Twyla and Roberta are first identified by their mothers and their upbringing — they are immediately defined by a difference that exists between the two girls. Later, Twyla says, “if my dancing mother met her sick mother it might be good for her.” These mothers are defined by their adjectives; this is a book about categorization and its consequences. This further complicates our guessing game: Does Twyla mean it would be good for a Black mother to meet a white one, or a white mother to meet a Black one?

There are plenty of examples of this — the little ways that the girls are different are small footholds on which we try to guess the race of the characters.“[Roberta] wasn’t good at anything except jacks,” Morrison writes early, “at which she was a killer: pow scoop pow scoop pow scoop.” Jacks, as far as I know, have no racial connection, but “Recitatif” forces us to try and give it one, any foothold to answer its central question. In a later encounter, Twyla spots Roberta across a diner after years of separation: “Her own hair was so big and wild I could hardly see her face. But the eyes. I would know them anywhere.” What could this mean? The answer is up to our biases. Later still, Roberta tells Twyla she has four stepchildren with a widower: What does this tell us? In most cases, nothing.

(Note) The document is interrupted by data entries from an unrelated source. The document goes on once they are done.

//! Metadata describing where a table came from.

use std::path::PathBuf;

use chrono::{DateTime, Utc};
use serde::{Deserialize, Serialize};

/// Metadata about the source data file.
#[derive(Debug, Clone, Serialize, Deserialize)]
pub struct SourceMetadata {
    /// File name without path.
    pub file: String,
    /// Full path to the file (or the upload name).
    pub path: PathBuf,
    /// SHA-256 hash of the file contents.
    pub hash: String,
    /// File size in bytes.
    pub size_bytes: u64,
    /// Detected format (csv, tsv, etc.).
    pub format: String,
    /// Number of data rows (excluding header).
    pub row_count: usize,
    /// Number of columns.
    pub column_count: usize,
    /// When the file was loaded.
    pub loaded_at: DateTime<Utc>,
}

impl SourceMetadata {
    /// Create metadata for a file that has been parsed.
    pub fn new(
        path: PathBuf,
        hash: String,
        size_bytes: u64,
        format: String,
        row_count: usize,
        column_count: usize,
    ) -> Self {
        let file = path
            .file_name()
            .map(|s| s.to_string_lossy().into_owned())
            .unwrap_or_default();

        Self {
            file,
            path,
            hash,
            size_bytes,
            format,
            row_count,
            column_count,
            loaded_at: Utc::now(),
        }
    }

    /// Metadata for a table built in memory rather than read from a file.
    pub fn in_memory(name: impl Into<String>, row_count: usize, column_count: usize) -> Self {
        let name = name.into();
        Self {
            file: name.clone(),
            path: PathBuf::from(name),
            hash: String::new(),
            size_bytes: 0,
            format: "memory".to_string(),
            row_count,
            column_count,
            loaded_at: Utc::now(),
        }
    }
}
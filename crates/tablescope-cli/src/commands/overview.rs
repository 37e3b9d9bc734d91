//! Overview command - dataset shape, column classes and missing values.

use std::path::PathBuf;

use colored::Colorize;
use tablescope::analysis::{missingness, overview};

use super::{heading, load};
use crate::cli::AnalysisOptions;

pub fn run(
    file: PathBuf,
    json_output: bool,
    options: &AnalysisOptions,
) -> Result<(), Box<dyn std::error::Error>> {
    let (explorer, table, source) = load(&file, options, None)?;
    let classification = explorer.classify(&table);
    let summary = overview(&table, &classification);
    let missing = missingness(&table);

    if json_output {
        let status = serde_json::json!({
            "file": source.file,
            "format": source.format,
            "overview": summary,
            "continuous": classification.continuous(),
            "categorical": classification.categorical(),
            "missing": missing,
        });
        println!("{}", serde_json::to_string_pretty(&status)?);
        return Ok(());
    }

    println!(
        "{} {}",
        "Overview of".cyan().bold(),
        source.file.white()
    );
    println!();

    heading("Dataset:");
    println!("  Rows:           {}", summary.rows.to_string().white().bold());
    println!("  Features:       {}", summary.features.to_string().white().bold());
    println!("  Duplicate rows: {}", summary.duplicate_rows.to_string().white());
    println!("  Missing cells:  {}", summary.missing_cells.to_string().white());
    println!();

    heading("Columns:");
    println!(
        "  Continuous ({}):  {}",
        summary.continuous_columns,
        classification.continuous().join(", ").green()
    );
    println!(
        "  Categorical ({}): {}",
        summary.categorical_columns,
        classification.categorical().join(", ").blue()
    );
    println!();

    heading("Missing values:");
    let width = missing.iter().map(|m| m.column.len()).max().unwrap_or(0);
    for m in &missing {
        let count = if m.missing > 0 {
            m.missing.to_string().red()
        } else {
            m.missing.to_string().green()
        };
        println!(
            "  {:width$}  {:>6}  ({:.1}%)",
            m.column,
            count,
            m.missing_percentage,
            width = width
        );
    }

    Ok(())
}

But within “Recitatif,” every minor detail is an article in Morrison’s grand experiment on our quiet biases by which our minds form racial categories.

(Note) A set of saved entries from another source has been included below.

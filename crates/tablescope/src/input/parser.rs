//! CSV/TSV parser with delimiter detection and column kind inference.

use std::collections::{HashMap, HashSet};
use std::fs::File;
use std::io::Read;
use std::path::Path;

use sha2::{Digest, Sha256};

use super::source::SourceMetadata;
use crate::error::{Result, TablescopeError};
use crate::table::{Column, Table};

/// Delimiters to try when auto-detecting.
const DELIMITERS: &[u8] = &[b'\t', b',', b';', b'|'];

/// Cell contents treated as missing by default.
pub const DEFAULT_NA_VALUES: &[&str] = &[
    "", "#N/A", "#N/A N/A", "#NA", "-1.#IND", "-1.#QNAN", "-NaN", "-nan", "1.#IND",
    "1.#QNAN", "<NA>", "N/A", "NA", "NULL", "NaN", "None", "n/a", "nan", "null",
];

/// Parser configuration.
#[derive(Debug, Clone)]
pub struct ParserConfig {
    /// Delimiter to use (None = auto-detect).
    pub delimiter: Option<u8>,
    /// Whether the file has a header row.
    pub has_header: bool,
    /// Maximum rows to read (None = all).
    pub max_rows: Option<usize>,
    /// Quote character.
    pub quote: u8,
    /// Trimmed cell contents that mark a missing value.
    pub na_values: Vec<String>,
}

impl Default for ParserConfig {
    fn default() -> Self {
        Self {
            delimiter: None,
            has_header: true,
            max_rows: None,
            quote: b'"',
            na_values: DEFAULT_NA_VALUES.iter().map(|s| s.to_string()).collect(),
        }
    }
}

impl ParserConfig {
    /// Use a fixed delimiter instead of auto-detection.
    pub fn with_delimiter(mut self, delimiter: u8) -> Self {
        self.delimiter = Some(delimiter);
        self
    }

    /// Stop reading after `rows` data rows.
    pub fn with_max_rows(mut self, rows: usize) -> Self {
        self.max_rows = Some(rows);
        self
    }

    /// Treat an additional marker as missing.
    pub fn with_na_value(mut self, marker: impl Into<String>) -> Self {
        self.na_values.push(marker.into());
        self
    }
}

/// Parses delimited text into a typed [`Table`].
pub struct Parser {
    config: ParserConfig,
}

impl Parser {
    /// Create a new parser with default configuration.
    pub fn new() -> Self {
        Self {
            config: ParserConfig::default(),
        }
    }

    /// Create a parser with custom configuration.
    pub fn with_config(config: ParserConfig) -> Self {
        Self { config }
    }

    /// Parse a file and return the table and its metadata.
    pub fn parse_file(&self, path: impl AsRef<Path>) -> Result<(Table, SourceMetadata)> {
        let path = path.as_ref();
        let io_err = |source| TablescopeError::Io {
            path: path.to_path_buf(),
            source,
        };

        let mut file = File::open(path).map_err(io_err)?;
        let mut contents = Vec::new();
        file.read_to_end(&mut contents).map_err(io_err)?;

        self.parse_bytes(&contents, path)
    }

    /// Parse in-memory contents, e.g. an uploaded file. `name` labels the source.
    pub fn parse_bytes(
        &self,
        bytes: &[u8],
        name: impl AsRef<Path>,
    ) -> Result<(Table, SourceMetadata)> {
        let mut hasher = Sha256::new();
        hasher.update(bytes);
        let hash = format!("sha256:{:x}", hasher.finalize());

        let delimiter = match self.config.delimiter {
            Some(d) => d,
            None => detect_delimiter(bytes)?,
        };
        log::debug!("using delimiter {:?}", delimiter as char);

        let (headers, rows) = self.read_records(bytes, delimiter)?;
        let table = self.build_table(headers, rows)?;

        let format = match delimiter {
            b'\t' => "tsv",
            b',' => "csv",
            b';' => "csv-semicolon",
            b'|' => "psv",
            _ => "delimited",
        }
        .to_string();

        let metadata = SourceMetadata::new(
            name.as_ref().to_path_buf(),
            hash,
            bytes.len() as u64,
            format,
            table.row_count(),
            table.column_count(),
        );
        log::debug!(
            "parsed {}: {} rows x {} columns",
            metadata.file,
            metadata.row_count,
            metadata.column_count
        );

        Ok((table, metadata))
    }

    /// Read headers and rectangular string rows.
    fn read_records(&self, bytes: &[u8], delimiter: u8) -> Result<(Vec<String>, Vec<Vec<String>>)> {
        let mut reader = csv::ReaderBuilder::new()
            .delimiter(delimiter)
            .has_headers(self.config.has_header)
            .quote(self.config.quote)
            .flexible(true)
            .from_reader(bytes);

        let mut rows = Vec::new();
        for (row_idx, result) in reader.records().enumerate() {
            if self.config.max_rows.is_some_and(|max| row_idx >= max) {
                break;
            }
            let record = result?;
            rows.push(record.iter().map(|s| s.to_string()).collect::<Vec<_>>());
        }

        let headers: Vec<String> = if self.config.has_header {
            dedupe_headers(reader.headers()?.iter().map(|s| s.trim().to_string()))
        } else {
            let width = rows.iter().map(Vec::len).max().unwrap_or(0);
            (0..width).map(|i| format!("column_{}", i + 1)).collect()
        };

        if headers.is_empty() {
            return Err(TablescopeError::EmptyTable("No columns found".to_string()));
        }
        if rows.is_empty() {
            return Err(TablescopeError::EmptyTable("No data rows found".to_string()));
        }

        // Pad short rows, truncate long ones
        let expected_cols = headers.len();
        for row in &mut rows {
            row.resize(expected_cols, String::new());
        }

        Ok((headers, rows))
    }

    /// Convert string rows into typed columns.
    fn build_table(&self, headers: Vec<String>, rows: Vec<Vec<String>>) -> Result<Table> {
        let columns = headers
            .into_iter()
            .enumerate()
            .map(|(index, name)| {
                let cells: Vec<&str> = rows.iter().map(|row| row[index].as_str()).collect();
                self.infer_column(name, &cells)
            })
            .collect();
        Table::new(columns)
    }

    /// Numeric if every non-missing cell parses as a float, text otherwise.
    fn infer_column(&self, name: String, cells: &[&str]) -> Column {
        let numbers: Option<Vec<Option<f64>>> = cells
            .iter()
            .map(|cell| {
                if self.is_missing(cell) {
                    Some(None)
                } else {
                    cell.trim().parse::<f64>().ok().map(Some)
                }
            })
            .collect();

        match numbers {
            Some(values) => Column::numeric(name, values),
            None => {
                log::debug!("column '{}' holds text values", name);
                let values = cells
                    .iter()
                    .map(|cell| (!self.is_missing(cell)).then(|| cell.to_string()))
                    .collect();
                Column::text(name, values)
            }
        }
    }

    /// Check if a cell represents a missing value.
    fn is_missing(&self, cell: &str) -> bool {
        let trimmed = cell.trim();
        self.config.na_values.iter().any(|na| na == trimmed)
    }
}

impl Default for Parser {
    fn default() -> Self {
        Self::new()
    }
}

/// Suffix repeated header names with `.1`, `.2`, … so every column is addressable.
///
/// A suffixed name that is itself taken (as in `a,a,a.1`) keeps counting
/// until it is unused.
fn dedupe_headers(names: impl Iterator<Item = String>) -> Vec<String> {
    let mut used: HashSet<String> = HashSet::new();
    let mut next_suffix: HashMap<String, usize> = HashMap::new();
    names
        .map(|name| {
            let mut unique = name.clone();
            if used.contains(&unique) {
                let suffix = next_suffix.entry(name.clone()).or_insert(0);
                loop {
                    *suffix += 1;
                    unique = format!("{}.{}", name, suffix);
                    if !used.contains(&unique) {
                        break;
                    }
                }
            }
            used.insert(unique.clone());
            unique
        })
        .collect()
}

/// Detect the delimiter by analyzing the first few lines.
fn detect_delimiter(bytes: &[u8]) -> Result<u8> {
    // Lossy so that invalid UTF-8 is reported by the CSV reader, not here
    let text = String::from_utf8_lossy(bytes);
    let lines: Vec<&str> = text
        .lines()
        .take(10)
        .filter(|l| !l.trim().is_empty())
        .collect();

    if lines.is_empty() {
        return Err(TablescopeError::EmptyTable("No lines to analyze".to_string()));
    }

    let mut best_delimiter = b',';
    let mut best_score = 0;

    for &delim in DELIMITERS {
        let counts: Vec<usize> = lines
            .iter()
            .map(|line| count_delimiter_in_line(line, delim))
            .collect();

        let first_count = counts[0];
        if first_count == 0 {
            continue;
        }

        let consistent = counts.iter().all(|&c| c == first_count);
        let variance: f64 = if counts.len() > 1 {
            let mean = counts.iter().sum::<usize>() as f64 / counts.len() as f64;
            counts.iter().map(|&c| (c as f64 - mean).powi(2)).sum::<f64>() / counts.len() as f64
        } else {
            0.0
        };

        // Higher count with lower variance wins; tabs get a small bonus
        let score = if consistent {
            first_count * 1000 + (if delim == b'\t' { 100 } else { 0 })
        } else if variance < 1.0 {
            first_count * 100
        } else {
            first_count
        };

        if score > best_score {
            best_score = score;
            best_delimiter = delim;
        }
    }

    Ok(best_delimiter)
}

/// Count delimiter occurrences in a line, respecting quotes.
fn count_delimiter_in_line(line: &str, delimiter: u8) -> usize {
    let delim_char = delimiter as char;
    let mut count = 0;
    let mut in_quotes = false;

    for ch in line.chars() {
        match ch {
            '"' => in_quotes = !in_quotes,
            c if c == delim_char && !in_quotes => count += 1,
            _ => {}
        }
    }

    count
}

#[cfg(test)]
mod tests {
    use super::*;
    use crate::table::ValueKind;

    fn parse(data: &[u8]) -> Table {
        Parser::new().parse_bytes(data, "test.csv").unwrap().0
    }

    #[test]
    fn test_detect_delimiter_csv() {
        let data = b"a,b,c\n1,2,3\n4,5,6";
        assert_eq!(detect_delimiter(data).unwrap(), b',');
    }

    #[test]
    fn test_detect_delimiter_tsv() {
        let data = b"a\tb\tc\n1\t2\t3\n4\t5\t6";
        assert_eq!(detect_delimiter(data).unwrap(), b'\t');
    }

    #[test]
    fn test_parse_typed_columns() {
        let table = parse(b"name,age,city\nAlice,30,NYC\nBob,NA,LA\nCarol,41.5,");

        assert_eq!(table.column_names(), vec!["name", "age", "city"]);
        assert_eq!(table.row_count(), 3);

        let age = table.column("age").unwrap();
        assert_eq!(age.kind(), ValueKind::Numeric);
        assert_eq!(age.as_numeric().unwrap(), &[Some(30.0), None, Some(41.5)]);

        let city = table.column("city").unwrap();
        assert_eq!(city.kind(), ValueKind::Text);
        assert_eq!(city.missing_count(), 1);
    }

    #[test]
    fn test_mixed_column_is_text() {
        let table = parse(b"code\n1\n2\nx3\n");
        assert_eq!(table.column("code").unwrap().kind(), ValueKind::Text);
    }

    #[test]
    fn test_headers_trimmed_and_deduplicated() {
        let table = parse(b" a ,b,a\n1,2,3\n");
        assert_eq!(table.column_names(), vec!["a", "b", "a.1"]);
    }

    #[test]
    fn test_dedupe_skips_names_already_taken() {
        let table = parse(b"a,a,a.1\n1,2,3\n");
        assert_eq!(table.column_names(), vec!["a", "a.1", "a.1.1"]);

        let third = table.column("a.1.1").unwrap();
        assert_eq!(third.as_numeric().unwrap(), &[Some(3.0)]);
        assert_eq!(table.column("a.1").unwrap().as_numeric().unwrap(), &[Some(2.0)]);
    }

    #[test]
    fn test_invalid_utf8_is_a_csv_error() {
        let err = Parser::new()
            .parse_bytes(b"caf\xe9,b\n1,2\n", "latin1.csv")
            .unwrap_err();
        assert!(matches!(err, TablescopeError::Csv(_)), "got {:?}", err);
    }

    #[test]
    fn test_short_rows_are_padded_as_missing() {
        let table = parse(b"a,b,c\n1,2,3\n4,5\n");
        let c = table.column("c").unwrap();
        assert!(c.is_missing(1));
    }

    #[test]
    fn test_header_only_is_empty() {
        let err = Parser::new().parse_bytes(b"a,b,c\n", "x.csv").unwrap_err();
        assert!(matches!(err, TablescopeError::EmptyTable(_)));
    }

    #[test]
    fn test_custom_na_marker() {
        let config = ParserConfig::default().with_na_value("-999");
        let (table, _) = Parser::with_config(config)
            .parse_bytes(b"x\n1\n-999\n3\n", "x.csv")
            .unwrap();
        assert_eq!(table.column("x").unwrap().missing_count(), 1);
    }

    #[test]
    fn test_max_rows() {
        let config = ParserConfig::default().with_max_rows(2);
        let (table, meta) = Parser::with_config(config)
            .parse_bytes(b"x\n1\n2\n3\n", "x.csv")
            .unwrap();
        assert_eq!(table.row_count(), 2);
        assert_eq!(meta.row_count, 2);
    }

    #[test]
    fn test_metadata_hash_and_format() {
        let (_, meta) = Parser::new()
            .parse_bytes(b"a\tb\n1\t2\n", "data/sample.tsv")
            .unwrap();
        assert_eq!(meta.file, "sample.tsv");
        assert_eq!(meta.format, "tsv");
        assert!(meta.hash.starts_with("sha256:"));
    }
}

For “Recitatif” to work, Morrison had to make Roberta and Twyla very similar,  yet just different enough to draw attention. So, the girls reflect each other throughout the story, like how they swapped beds every night at the orphanage. Near the end of the book, Roberta says to Twyla, “I wonder what made me think you were different.” Twyla says the same thing right back: “I wonder what made me think you were different.” They are the same — and then I, the reader, have to wonder what made me think they were different.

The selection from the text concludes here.